More than 3/4 of all the sites in the bay have been cleared of invasive spartina. “You have to manually remove it,” Hammond told me. “That’s the method we’ve found to have the best efficacy. Friends of Corte Madera watershed and the CCC have done a lot of the manual removal in that watershed year by year.’ She caught my look of astonishment—all that work!—and laughed. “Yup. It’s amazing. It’s almost down to zero.” From an original 800 acres of invaded territory, less than 30 acres remain bay-wide. This is how the bay’s native spartina habitats have been reconstructed: by hand, one plant at a time. Goeden told me that volunteers in the Faber Tract marsh in the South Bay have peeled back marsh vegetation, inserted sediment and then laid the mat of vegetation back down. The tidal marshes are quite literally hand-crafted; artisanal.

We walked out to the new visitor center, with its elemental views of the four directions. “We’re losing all our sediment,” said Hammond soberly. “The amount of sediment that we’re getting from upstream is almost gone. So, yeah, it’s an issue. I’ve been hearing it for quite a while, so it’s not a shock anymore, but it is a bit depressing.The port of Oakland is huge and the shipping channels are a part of our economy. So we might as well use that”—she was speaking of the bay’s lost sediment, the dredged mud and sand taken from the bay—“to the benefit of the bay. ” Her face tightened.“Dredge spoils should not be going out to the ocean. Those should be getting back onto the marshes.” At least one scientist has argued for a place at the table for invasive spartina, because of its ability to grab sediment. I mentioned this to Hammond, who looked horrified at the thought. “Native spartina accretes sediment,” she said. “ It may not be as good an accreter as the hybrid spartina, but it does accrete sediment. The impact that could happen with invasive spartina taking over is a little scary. For me, thinking about the marsh holistically,” she paused, thinking. “We don’t want a monoculture of hybrid spartina,” she concluded. “We want a diversity of marsh species.” Diversity. There it was, that over-used word that turns out to mean everything.

Ecology is the relational state of things; a baffling if/then flow chart of decisions and consequences. Thirty years ago, when climate change was less understood, and the bay was considered to be sediment-rich, bay engineers and miners scooped out bay sand and mud, and sold it or dumped it off-shore or planted a wildly invasive grass on top of it, thus unleashing a new relationship throughout the bay which simultaneously gave and took habitat from a bird once thought to be a different species and called by a different name. “Uncertainty is a hard one, for everybody: policy makers, habitat restoration, development…uncertainty is just really hard,” Goeden had observed back in her office.

Only one thing seems certain: the ocean is coming and it will cover anything not higher than its highest point.
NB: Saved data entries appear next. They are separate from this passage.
//! Fetch-then-stitch pipeline.

use std::collections::BTreeMap;
use std::sync::Arc;

use polars::prelude::DataFrame;
use tracing::{debug, instrument, warn};

use xbrl_cache::InMemoryCache;
use xbrl_core::{Cik, FactCache, FactSet, FactSource, Result, Ticker, XbrlError};
use xbrl_stitch::{
    CatalogOverride, StitchOptions, StitchedSeries, TagCatalog, financials_table, stitch,
    stitch_many,
};

use crate::retry::RetryPolicy;

/// Outcome of a multi-company fetch.
///
/// Failed companies are logged and collected rather than aborting the batch.
#[derive(Debug, Default)]
pub struct BatchResult {
    /// Stitched series per ticker, in request order.
    pub series: Vec<(Ticker, StitchedSeries)>,
    /// Tickers that failed, with their error.
    pub failures: Vec<(Ticker, XbrlError)>,
}

impl BatchResult {
    /// Returns true if every ticker succeeded.
    #[must_use]
    pub fn is_complete(&self) -> bool {
        self.failures.is_empty()
    }
}

/// Resolves companies, fetches their facts once, and stitches concepts.
///
/// Unknown concept keys are rejected before any upstream call. Fact sets and
/// ticker resolutions go through the configured cache (in-memory by default),
/// so stitching several concepts for one company costs one fetch. Upstream
/// calls are wrapped in the [`RetryPolicy`].
///
/// # Example
///
/// ```rust,ignore
/// use xbrl::{FactsPipeline, StitchOptions, Ticker};
///
/// let pipeline = FactsPipeline::with_edgar("MyApp/1.0 (contact@example.com)")?;
/// let revenue = pipeline
///     .fetch_series(&Ticker::new("SHOP"), "revenue", &StitchOptions::quarterly())
///     .await?;
/// ```
pub struct FactsPipeline {
    source: Arc<dyn FactSource>,
    cache: Arc<dyn FactCache>,
    catalog: TagCatalog,
    retry: RetryPolicy,
}

impl std::fmt::Debug for FactsPipeline {
    fn fmt(&self, f: &mut std::fmt::Formatter<'_>) -> std::fmt::Result {
        f.debug_struct("FactsPipeline")
            .field("source", &self.source.name())
            .field("concepts", &self.catalog.len())
            .field("retry", &self.retry)
            .finish_non_exhaustive()
    }
}

impl FactsPipeline {
    /// Create a pipeline over `source` with the standard catalog, an
    /// in-memory cache and the default retry policy.
    #[must_use]
    pub fn new(source: Arc<dyn FactSource>) -> Self {
        Self {
            source,
            cache: Arc::new(InMemoryCache::new()),
            catalog: TagCatalog::standard(),
            retry: RetryPolicy::default(),
        }
    }

    /// Create a pipeline backed by SEC EDGAR.
    ///
    /// # Errors
    /// Returns an error if the user agent is empty or the HTTP client cannot
    /// be built.
    #[cfg(feature = "edgar")]
    pub fn with_edgar(user_agent: &str) -> Result<Self> {
        let client = xbrl_edgar::EdgarClient::new(user_agent)?;
        Ok(Self::new(Arc::new(client)))
    }

    /// Create a pipeline backed by SEC EDGAR, with the user agent taken from
    /// `SEC_USER_AGENT`.
    ///
    /// # Errors
    /// Returns an error if the variable is unset or blank.
    #[cfg(feature = "edgar")]
    pub fn from_env() -> Result<Self> {
        let config = xbrl_edgar::EdgarConfig::from_env()?;
        let client = xbrl_edgar::EdgarClient::from_config(config)?;
        Ok(Self::new(Arc::new(client)))
    }

    /// Replace the cache.
    #[must_use]
    pub fn with_cache(mut self, cache: Arc<dyn FactCache>) -> Self {
        self.cache = cache;
        self
    }

    /// Replace the catalog.
    #[must_use]
    pub fn with_catalog(mut self, catalog: TagCatalog) -> Self {
        self.catalog = catalog;
        self
    }

    /// Apply company-specific overrides on top of the current catalog.
    ///
    /// # Errors
    /// Returns [`XbrlError::UnknownConcept`] if an override targets a key the
    /// catalog does not have.
    pub fn with_overrides(mut self, overrides: &CatalogOverride) -> Result<Self> {
        self.catalog = self.catalog.with_overrides(overrides)?;
        Ok(self)
    }

    /// Replace the retry policy.
    #[must_use]
    pub const fn with_retry(mut self, retry: RetryPolicy) -> Self {
        self.retry = retry;
        self
    }

    /// Returns the active catalog.
    #[must_use]
    pub const fn catalog(&self) -> &TagCatalog {
        &self.catalog
    }

    /// Returns the upstream source name.
    #[must_use]
    pub fn source_name(&self) -> &str {
        self.source.name()
    }

    /// Resolve a ticker to its CIK, checking the cache first.
    #[instrument(skip(self), fields(source = self.source.name(), ticker = %ticker))]
    pub async fn resolve(&self, ticker: &Ticker) -> Result<Cik> {
        if ticker.as_str().is_empty() {
            return Err(XbrlError::InvalidParameter("Empty ticker".to_string()));
        }

        let source = self.source.name();
        match self.cache.get_cik(source, ticker).await {
            Ok(Some(cik)) => return Ok(cik),
            Ok(None) => {}
            Err(e) => warn!(error = %e, "Failed to read CIK from cache"),
        }

        let cik = self
            .retry
            .run("resolve_cik", || self.source.resolve_cik(ticker))
            .await?;

        if let Err(e) = self.cache.put_cik(source, ticker, &cik).await {
            warn!(error = %e, "Failed to cache CIK");
        }
        debug!(cik = %cik, "Resolved ticker");
        Ok(cik)
    }

    /// Fetch a company's facts by CIK, checking the cache first.
    #[instrument(skip(self), fields(source = self.source.name(), cik = %cik))]
    pub async fn facts(&self, cik: &Cik) -> Result<Arc<FactSet>> {
        let source = self.source.name();
        match self.cache.get_facts(source, cik).await {
            Ok(Some(facts)) => return Ok(facts),
            Ok(None) => {}
            Err(e) => warn!(error = %e, "Failed to read facts from cache"),
        }

        let facts = Arc::new(
            self.retry
                .run("fetch_facts", || self.source.fetch_facts(cik))
                .await?,
        );

        if let Err(e) = self.cache.put_facts(source, cik, Arc::clone(&facts)).await {
            warn!(error = %e, "Failed to cache facts");
        }
        debug!(count = facts.fact_count(), "Fetched company facts");
        Ok(facts)
    }

    /// Fetch a company's facts by ticker.
    pub async fn facts_for_ticker(&self, ticker: &Ticker) -> Result<Arc<FactSet>> {
        let cik = self.resolve(ticker).await?;
        self.facts(&cik).await
    }

    /// Stitch one catalog concept for a ticker.
    ///
    /// # Errors
    /// Fails with [`XbrlError::UnknownConcept`] before any upstream call if
    /// `key` is not in the catalog; otherwise propagates fetch errors.
    #[instrument(skip(self, opts), fields(ticker = %ticker, concept = key))]
    pub async fn fetch_series(
        &self,
        ticker: &Ticker,
        key: &str,
        opts: &StitchOptions,
    ) -> Result<StitchedSeries> {
        let mapping = self.catalog.get(key)?;
        let facts = self.facts_for_ticker(ticker).await?;
        Ok(stitch(&mapping.key, &facts, &mapping.tags, opts))
    }

    /// Stitch one catalog concept for a CIK.
    ///
    /// # Errors
    /// Same as [`fetch_series`](Self::fetch_series).
    pub async fn fetch_series_by_cik(
        &self,
        cik: &Cik,
        key: &str,
        opts: &StitchOptions,
    ) -> Result<StitchedSeries> {
        let mapping = self.catalog.get(key)?;
        let facts = self.facts(cik).await?;
        Ok(stitch(&mapping.key, &facts, &mapping.tags, opts))
    }

    /// Stitch an explicit tag list for a ticker, bypassing the catalog.
    pub async fn fetch_tags<S: AsRef<str>>(
        &self,
        ticker: &Ticker,
        concept: &str,
        tags: &[S],
        opts: &StitchOptions,
    ) -> Result<StitchedSeries> {
        let facts = self.facts_for_ticker(ticker).await?;
        Ok(stitch(concept, &facts, tags, opts))
    }

    /// Stitch several concepts for a ticker out of one fetch.
    ///
    /// # Errors
    /// Fails with [`XbrlError::UnknownConcept`] before any upstream call if
    /// any key is unknown.
    #[instrument(skip(self, keys, opts), fields(ticker = %ticker, concepts = keys.len()))]
    pub async fn fetch_many<S: AsRef<str> + Sync>(
        &self,
        ticker: &Ticker,
        keys: &[S],
        opts: &StitchOptions,
    ) -> Result<BTreeMap<String, StitchedSeries>> {
        for key in keys {
            self.catalog.get(key.as_ref())?;
        }
        let facts = self.facts_for_ticker(ticker).await?;
        stitch_many(&self.catalog, &facts, keys, opts)
    }

    /// Stitch several concepts for a ticker into one wide DataFrame.
    ///
    /// # Errors
    /// As [`fetch_many`](Self::fetch_many), plus [`XbrlError::Export`] if the
    /// frame cannot be assembled.
    pub async fn fetch_financials<S: AsRef<str> + Sync>(
        &self,
        ticker: &Ticker,
        keys: &[S],
        opts: &StitchOptions,
    ) -> Result<DataFrame> {
        let series = self.fetch_many(ticker, keys, opts).await?;
        financials_table(&series)
    }

    /// Stitch one concept for many tickers.
    ///
    /// Companies are fetched sequentially to respect upstream spacing. A
    /// failure is logged and recorded, and the batch moves on.
    ///
    /// # Errors
    /// Fails with [`XbrlError::UnknownConcept`] before any upstream call if
    /// `key` is unknown.
    pub async fn fetch_batch(
        &self,
        tickers: &[Ticker],
        key: &str,
        opts: &StitchOptions,
    ) -> Result<BatchResult> {
        self.catalog.get(key)?;

        let mut result = BatchResult::default();
        for ticker in tickers {
            match self.fetch_series(ticker, key, opts).await {
                Ok(series) => result.series.push((ticker.clone(), series)),
                Err(e) => {
                    warn!(ticker = %ticker, concept = key, error = %e, "Skipping company");
                    result.failures.push((ticker.clone(), e));
                }
            }
        }

        debug!(
            succeeded = result.series.len(),
            failed = result.failures.len(),
            "Batch complete"
        );
        Ok(result)
    }
}
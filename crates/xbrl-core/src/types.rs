//! Core data types for XBRL facts.
//!
//! This module defines the fundamental data structures:
//!
//! - [`Ticker`] - Trading symbol used to look up a company
//! - [`Cik`] - SEC Central Index Key, zero-padded to 10 digits
//! - [`StatementCategory`] - Financial statement a concept belongs to
//! - [`ConceptMapping`] - Concept key to ordered candidate tags
//! - [`Fact`] - One reported observation
//! - [`FactSet`] - All facts for one company, keyed taxonomy -> tag -> unit

use chrono::NaiveDate;
use serde::{Deserialize, Serialize};
use std::collections::BTreeMap;
use std::fmt;
use std::str::FromStr;

use crate::error::{Result, XbrlError};

/// A trading symbol/ticker.
///
/// Tickers are automatically uppercased on creation.
#[derive(Clone, Debug, Default, PartialEq, Eq, Hash, Serialize, Deserialize)]
pub struct Ticker(String);

impl Ticker {
    /// Creates a new ticker from a string, trimming and converting to uppercase.
    #[must_use]
    pub fn new(s: impl Into<String>) -> Self {
        Self(s.into().trim().to_uppercase())
    }

    /// Returns the ticker as a string slice.
    #[must_use]
    pub fn as_str(&self) -> &str {
        &self.0
    }
}

impl fmt::Display for Ticker {
    fn fmt(&self, f: &mut fmt::Formatter<'_>) -> fmt::Result {
        write!(f, "{}", self.0)
    }
}

impl From<&str> for Ticker {
    fn from(s: &str) -> Self {
        Self::new(s)
    }
}

impl From<String> for Ticker {
    fn from(s: String) -> Self {
        Self::new(s)
    }
}

/// SEC Central Index Key, always 10 digits, zero-padded.
#[derive(Clone, Debug, PartialEq, Eq, PartialOrd, Ord, Hash, Serialize, Deserialize)]
pub struct Cik(String);

impl Cik {
    /// Length of a normalized CIK.
    pub const WIDTH: usize = 10;

    /// Normalizes a raw identifier into a 10-digit CIK.
    ///
    /// Accepts surrounding whitespace and an optional `CIK` prefix
    /// (`"CIK0001594805"`, `"1594805"`, `" 320193 "`).
    ///
    /// # Errors
    /// Returns [`XbrlError::InvalidParameter`] if the identifier is empty,
    /// contains non-digits, or is longer than 10 digits.
    pub fn parse(raw: &str) -> Result<Self> {
        let trimmed = raw.trim();
        let digits = trimmed
            .strip_prefix("CIK")
            .or_else(|| trimmed.strip_prefix("cik"))
            .unwrap_or(trimmed);

        if digits.is_empty() {
            return Err(XbrlError::InvalidParameter("Empty CIK".to_string()));
        }
        if !digits.bytes().all(|b| b.is_ascii_digit()) {
            return Err(XbrlError::InvalidParameter(format!(
                "CIK must be numeric: {raw}"
            )));
        }
        if digits.len() > Self::WIDTH {
            return Err(XbrlError::InvalidParameter(format!(
                "CIK longer than {} digits: {raw}",
                Self::WIDTH
            )));
        }

        Ok(Self(format!("{digits:0>10}")))
    }

    /// Builds a CIK from the integer form the SEC ticker directory uses.
    #[must_use]
    pub fn from_number(n: u64) -> Self {
        Self(format!("{n:010}"))
    }

    /// Returns the zero-padded CIK.
    #[must_use]
    pub fn as_str(&self) -> &str {
        &self.0
    }
}

impl fmt::Display for Cik {
    fn fmt(&self, f: &mut fmt::Formatter<'_>) -> fmt::Result {
        write!(f, "{}", self.0)
    }
}

impl FromStr for Cik {
    type Err = XbrlError;

    fn from_str(s: &str) -> Result<Self> {
        Self::parse(s)
    }
}

/// Financial statement a concept is reported on.
#[derive(Clone, Copy, Debug, PartialEq, Eq, Hash, PartialOrd, Ord, Serialize, Deserialize)]
pub enum StatementCategory {
    /// Income statement (flows over a period).
    IncomeStatement,
    /// Balance sheet (point-in-time positions).
    BalanceSheet,
    /// Cash flow statement.
    CashFlow,
}

impl fmt::Display for StatementCategory {
    fn fmt(&self, f: &mut fmt::Formatter<'_>) -> fmt::Result {
        match self {
            Self::IncomeStatement => f.write_str("income_statement"),
            Self::BalanceSheet => f.write_str("balance_sheet"),
            Self::CashFlow => f.write_str("cash_flow"),
        }
    }
}

/// Maps a human-meaningful concept to the XBRL tags filings have used for it.
///
/// Tags are ordered most-authoritative first.
#[derive(Clone, Debug, PartialEq, Eq, Serialize, Deserialize)]
pub struct ConceptMapping {
    /// Catalog key (e.g., "revenue").
    pub key: String,
    /// Display name (e.g., "Revenue").
    pub display_name: String,
    /// What the concept means.
    pub description: String,
    /// Candidate tags in priority order.
    pub tags: Vec<String>,
    /// Statement the concept appears on.
    pub statement: StatementCategory,
}

impl ConceptMapping {
    /// Creates a new concept mapping.
    #[must_use]
    pub fn new<I, S>(
        key: impl Into<String>,
        display_name: impl Into<String>,
        description: impl Into<String>,
        statement: StatementCategory,
        tags: I,
    ) -> Self
    where
        I: IntoIterator<Item = S>,
        S: Into<String>,
    {
        Self {
            key: key.into(),
            display_name: display_name.into(),
            description: description.into(),
            tags: tags.into_iter().map(Into::into).collect(),
            statement,
        }
    }

    /// Returns the most authoritative tag, if any.
    #[must_use]
    pub fn primary_tag(&self) -> Option<&str> {
        self.tags.first().map(String::as_str)
    }
}

/// One reported observation for a tag over a period, attached to a filing.
#[derive(Clone, Debug, PartialEq, Serialize, Deserialize)]
pub struct Fact {
    /// End date of the period.
    pub end: NaiveDate,
    /// Start date of the period (None for instant facts).
    pub start: Option<NaiveDate>,
    /// Reported value.
    pub value: f64,
    /// Filing form type (e.g., "10-Q").
    pub form: Option<String>,
    /// Date the filing was made.
    pub filed: Option<NaiveDate>,
    /// Fiscal year of the filing.
    pub fiscal_year: Option<i32>,
    /// Fiscal period label (e.g., "Q1", "FY").
    pub fiscal_period: Option<String>,
    /// XBRL tag the value was reported under.
    pub tag: String,
    /// Unit of measure (e.g., "USD").
    pub unit: String,
    /// Filing accession number.
    pub accession: Option<String>,
}

impl Fact {
    /// Creates a fact with only the required fields.
    #[must_use]
    pub fn new(tag: impl Into<String>, unit: impl Into<String>, end: NaiveDate, value: f64) -> Self {
        Self {
            end,
            start: None,
            value,
            form: None,
            filed: None,
            fiscal_year: None,
            fiscal_period: None,
            tag: tag.into(),
            unit: unit.into(),
            accession: None,
        }
    }

    /// Sets the period start date.
    #[must_use]
    pub const fn with_start(mut self, start: NaiveDate) -> Self {
        self.start = Some(start);
        self
    }

    /// Sets the form type.
    #[must_use]
    pub fn with_form(mut self, form: impl Into<String>) -> Self {
        self.form = Some(form.into());
        self
    }

    /// Sets the filing date.
    #[must_use]
    pub const fn with_filed(mut self, filed: NaiveDate) -> Self {
        self.filed = Some(filed);
        self
    }

    /// Sets the fiscal year and period label.
    #[must_use]
    pub fn with_fiscal(mut self, year: i32, period: impl Into<String>) -> Self {
        self.fiscal_year = Some(year);
        self.fiscal_period = Some(period.into());
        self
    }

    /// Sets the accession number.
    #[must_use]
    pub fn with_accession(mut self, accession: impl Into<String>) -> Self {
        self.accession = Some(accession.into());
        self
    }

    /// Returns the period length in days if this is a duration fact.
    #[must_use]
    pub fn duration_days(&self) -> Option<i64> {
        self.start
            .map(|start| self.end.signed_duration_since(start).num_days())
    }
}

/// Units for one tag, each holding its observations.
pub type UnitFacts = BTreeMap<String, Vec<Fact>>;

/// Every fact reported by one company.
///
/// Keyed taxonomy (e.g., "us-gaap") -> tag -> unit -> facts. Built fresh per
/// fetch and never mutated after construction by the fetcher.
#[derive(Clone, Debug, Default, PartialEq, Serialize, Deserialize)]
pub struct FactSet {
    /// Company CIK, if known.
    pub cik: Option<Cik>,
    /// Registrant name, if known.
    pub entity_name: Option<String>,
    facts: BTreeMap<String, BTreeMap<String, UnitFacts>>,
}

impl FactSet {
    /// Creates an empty fact set.
    #[must_use]
    pub fn new() -> Self {
        Self::default()
    }

    /// Sets the company CIK.
    #[must_use]
    pub fn with_cik(mut self, cik: Cik) -> Self {
        self.cik = Some(cik);
        self
    }

    /// Sets the registrant name.
    #[must_use]
    pub fn with_entity_name(mut self, name: impl Into<String>) -> Self {
        self.entity_name = Some(name.into());
        self
    }

    /// Adds a fact under `taxonomy`, filed by its own tag and unit.
    pub fn insert(&mut self, taxonomy: impl Into<String>, fact: Fact) {
        self.facts
            .entry(taxonomy.into())
            .or_default()
            .entry(fact.tag.clone())
            .or_default()
            .entry(fact.unit.clone())
            .or_default()
            .push(fact);
    }

    /// Builder-style [`insert`](Self::insert).
    #[must_use]
    pub fn with_fact(mut self, taxonomy: impl Into<String>, fact: Fact) -> Self {
        self.insert(taxonomy, fact);
        self
    }

    /// Returns the units reported for a tag in a taxonomy.
    #[must_use]
    pub fn units(&self, taxonomy: &str, tag: &str) -> Option<&UnitFacts> {
        self.facts.get(taxonomy)?.get(tag)
    }

    /// Returns true if the taxonomy carries the tag.
    #[must_use]
    pub fn contains_tag(&self, taxonomy: &str, tag: &str) -> bool {
        self.units(taxonomy, tag).is_some()
    }

    /// Iterates over taxonomy names.
    pub fn taxonomies(&self) -> impl Iterator<Item = &str> {
        self.facts.keys().map(String::as_str)
    }

    /// Iterates over (tag, units) pairs in a taxonomy.
    pub fn tags<'a>(&'a self, taxonomy: &str) -> impl Iterator<Item = (&'a str, &'a UnitFacts)> {
        self.facts
            .get(taxonomy)
            .into_iter()
            .flat_map(|tags| tags.iter().map(|(tag, units)| (tag.as_str(), units)))
    }

    /// Returns the total number of facts across all taxonomies.
    #[must_use]
    pub fn fact_count(&self) -> usize {
        self.facts
            .values()
            .flat_map(BTreeMap::values)
            .flat_map(BTreeMap::values)
            .map(Vec::len)
            .sum()
    }

    /// Returns true if no facts are present.
    #[must_use]
    pub fn is_empty(&self) -> bool {
        self.fact_count() == 0
    }
}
If the tidal marshes do not accrete sediment and gain elevation, then habitats and animals will be inundated and lost, and live only in memory, like the lovely isle of Hy-Brasil, the drowned island that never more does appear. This will be the fate of the bay if fifteen years proves to be too little time to act (or if the loss of the bay doesn’t matter to an indifferent or openly hostile Federal government). The ecological future of the bay is bigger than the loss of one species, no matter iconic it is. But the loss of any species implicates other losses in the future: tug one string and the whole system could tumble. That’s the nature of ecology. There is no loss that can be taken lightly.